OITA 1/11 1973
飛行機は夜空のもと空港へと降り立った。その瞬間に大きな振動が機内に響く。周りの乗客が悲鳴を上げながら席にしがみついている。僕は手に大量の汗を感じながら、初めての着陸に声が出そうなのを必死でこらえた。
機外へ出た。屋根のないタラップの一番上。鼻にあたる生ぬるい風。周りは見る限りの平面で、点々と輝く空港の明かりでその広大さがうかがえる。まるで自分以外誰もいないみたいに、空港の夜景は自分を主人公のように自覚させてくる。
「これが東京の空気か」
エプロンを流れる雑音と混ざりながら一緒に乗ってきた客たちの話す声が聞こえる。何人かはやはり魔術のことについて話しているようだ。当然といえば当然に、魔術という得体のしれない物が陰謀の渦巻くソ連の衛星国で起きた事件だからだろう。政治や社会になんて感心のない輩にも今や魔術という言葉は轟きわたっているだろう。私にとって魔術だの魔法だの言って盛り上がっている姿はバカにしか見えないが。
「冒涜だな」
そうつぶやき、ゆっくりとタラップを下る。そこから先の空港の人々の誘導は手慣れたものだった。
手続きを終えターミナルの椅子に座った。体の緊張がどわっと解けていくのを感じる。
飛行機の轟音を頭で思い出す。耳にくっついて離れないその音は、大分空港のホバークラフトよりも少し静かなくらいだった。
時刻を見ると夜の八時前。こんな一人建物一人きりなのは、心細い。
大きく開放的な窓からは飛行機の夜景とともに、大きなビルたちがが燦然と輝いて見える。
東京はこんなにも大きな町なんだ。
少し待っていると、黒いスーツの男の人がこちらへやって来た。
「高山ハルさんですね?」
「はい、そうです」
「初めまして。ISCOの者です。それでは行きましょうか」
礼儀正しく挨拶する姿に少し戸惑いながら、私は誘導されるがままに車へと乗り込んだ。
ISCOつまり「国際科学文化機構」は、魔術協会が裏で操っている組織だ。非魔術使社会との連絡役としてたびたびその名前を耳にする。これから起こることもすべてその名の下で行われることになるらしい。
「我々が思っているよりも、世間は魔術に懐疑的です。あの映像が捏造だという人間も多くいます。」
スーツ姿の男は車を運転しながらそう言った。
信じられないのも無理はない。
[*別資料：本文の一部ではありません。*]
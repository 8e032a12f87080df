use std::time::Duration;

use super::traits::RunnerSession;
use super::types::RunExit;

/// Kill the session and wait at most `grace` for it to be reaped.
///
/// Returns the exit status when the process was reaped within the grace period.
pub async fn kill_and_reap(
    session: &mut Box<dyn RunnerSession>,
    grace: Duration,
) -> Option<RunExit> {
    let pid = session.id();
    if let Err(e) = session.start_kill() {
        tracing::warn!(pid = ?pid, error = %e, "kill request failed");
    }

    match tokio::time::timeout(grace, session.wait()).await {
        Ok(Ok(exit)) => {
            tracing::debug!(pid = ?pid, code = ?exit.code, "killed process reaped");
            Some(exit)
        }
        Ok(Err(e)) => {
            tracing::warn!(pid = ?pid, error = %e, "waiting for killed process failed");
            None
        }
        Err(_) => {
            tracing::error!(
                pid = ?pid,
                grace_ms = grace.as_millis() as u64,
                "killed process was not reaped within grace period"
            );
            None
        }
    }
}
mod abort;
mod io_pump;
mod traits;
pub mod types;

pub use abort::kill_and_reap;
pub use io_pump::{drain, pump_stderr, pump_stdout};
pub use traits::{RunnerPlugin, RunnerSession};
pub use types::{RunExit, RunnerStartArgs};
use std::sync::Arc;
use std::time::Duration;

use tokio::io::AsyncReadExt;
use tokio::task::JoinHandle;

use crate::error::GatewayError;
use crate::util::RingBytes;

pub fn pump_stdout<R>(rd: R, ring: Arc<RingBytes>) -> JoinHandle<Result<u64, GatewayError>>
where
    R: tokio::io::AsyncRead + Unpin + Send + 'static,
{
    pump(rd, ring, "stdout")
}

pub fn pump_stderr<R>(rd: R, ring: Arc<RingBytes>) -> JoinHandle<Result<u64, GatewayError>>
where
    R: tokio::io::AsyncRead + Unpin + Send + 'static,
{
    pump(rd, ring, "stderr")
}

fn pump<R>(
    mut rd: R,
    ring: Arc<RingBytes>,
    label: &'static str,
) -> JoinHandle<Result<u64, GatewayError>>
where
    R: tokio::io::AsyncRead + Unpin + Send + 'static,
{
    tokio::spawn(async move {
        let mut buf = vec![0u8; 16 * 1024];
        let mut total = 0u64;
        let mut line_buf: Vec<u8> = Vec::with_capacity(8 * 1024);

        loop {
            let n = rd.read(&mut buf).await.map_err(|e| GatewayError::StreamIo {
                stream: label,
                source: e,
            })?;
            if n == 0 {
                break;
            }

            ring.push(&buf[..n]);
            total += n as u64;

            line_buf.extend_from_slice(&buf[..n]);
            while let Some(pos) = line_buf.iter().position(|&b| b == b'\n') {
                let mut one = line_buf.drain(..=pos).collect::<Vec<u8>>();
                trim_newline(&mut one);
                tracing::trace!(stream = label, line = %String::from_utf8_lossy(&one));
            }
        }

        if !line_buf.is_empty() {
            trim_newline(&mut line_buf);
            tracing::trace!(stream = label, line = %String::from_utf8_lossy(&line_buf));
        }

        Ok(total)
    })
}

/// Wait for pump tasks to hit EOF, giving up after `grace`.
///
/// A grandchild that inherited the pipes can keep them open after the
/// interpreter exits; such pumps are aborted and whatever was captured stays
/// in the ring buffers.
pub async fn drain(
    pumps: Vec<JoinHandle<Result<u64, GatewayError>>>,
    grace: Duration,
) -> Result<(), GatewayError> {
    let deadline = tokio::time::Instant::now() + grace;
    let mut first_err = None;

    for mut handle in pumps {
        match tokio::time::timeout_at(deadline, &mut handle).await {
            Ok(Ok(Ok(_))) => {}
            Ok(Ok(Err(e))) => {
                first_err.get_or_insert(e);
            }
            Ok(Err(join_err)) => {
                tracing::warn!(error = %join_err, "output pump task failed");
            }
            Err(_) => {
                tracing::warn!("output pipe still open after grace period, detaching");
                handle.abort();
            }
        }
    }

    match first_err {
        Some(e) => Err(e),
        None => Ok(()),
    }
}

fn trim_newline(buf: &mut Vec<u8>) {
    if buf.last() == Some(&b'\n') {
        buf.pop();
    }
    if buf.last() == Some(&b'\r') {
        buf.pop();
    }
}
懐疑的というよりそもそも否定している人間が大勢だろう。急に漫画のようなことがテレビの中で起こっても、だれも信じることはしない。それに、そのほうが好都合だ。
「今のところ、流失した映像もあの映像だけにすんでいます。」
一方的に説明されるがまま、車はビル群の夜景を抜ける。
やがて車が停車した場所は、さっきまで遠目に見惚れていた夜景そのものだった。
「驚きましたか。」
「すみません。ただ、東京に来るのは初めてで」
「無理もないです。今までテレビや写真でしか見たことがないならなおさら、想像が膨らんでいたでしょう。」
「そうですね。」
急に漫画のようなことがテレビの中で起こっても、だれも信じることはしない。しかし、ひとたび目の前に現れてしまえば、それは驚きとともに大きな期待をもたらす。車が進み続ける間私はソワソワしながらそのと景色を眺めていた。ただ、その感情は常に不安定だった。たとえばこの車が急に止まり車外へ放り出されたら、私は生きていけないだろう。時間は流れ続けるけれど、私のこの境遇はいつか止まるかもしれない。
そう思うと、私は嫌な予感がした。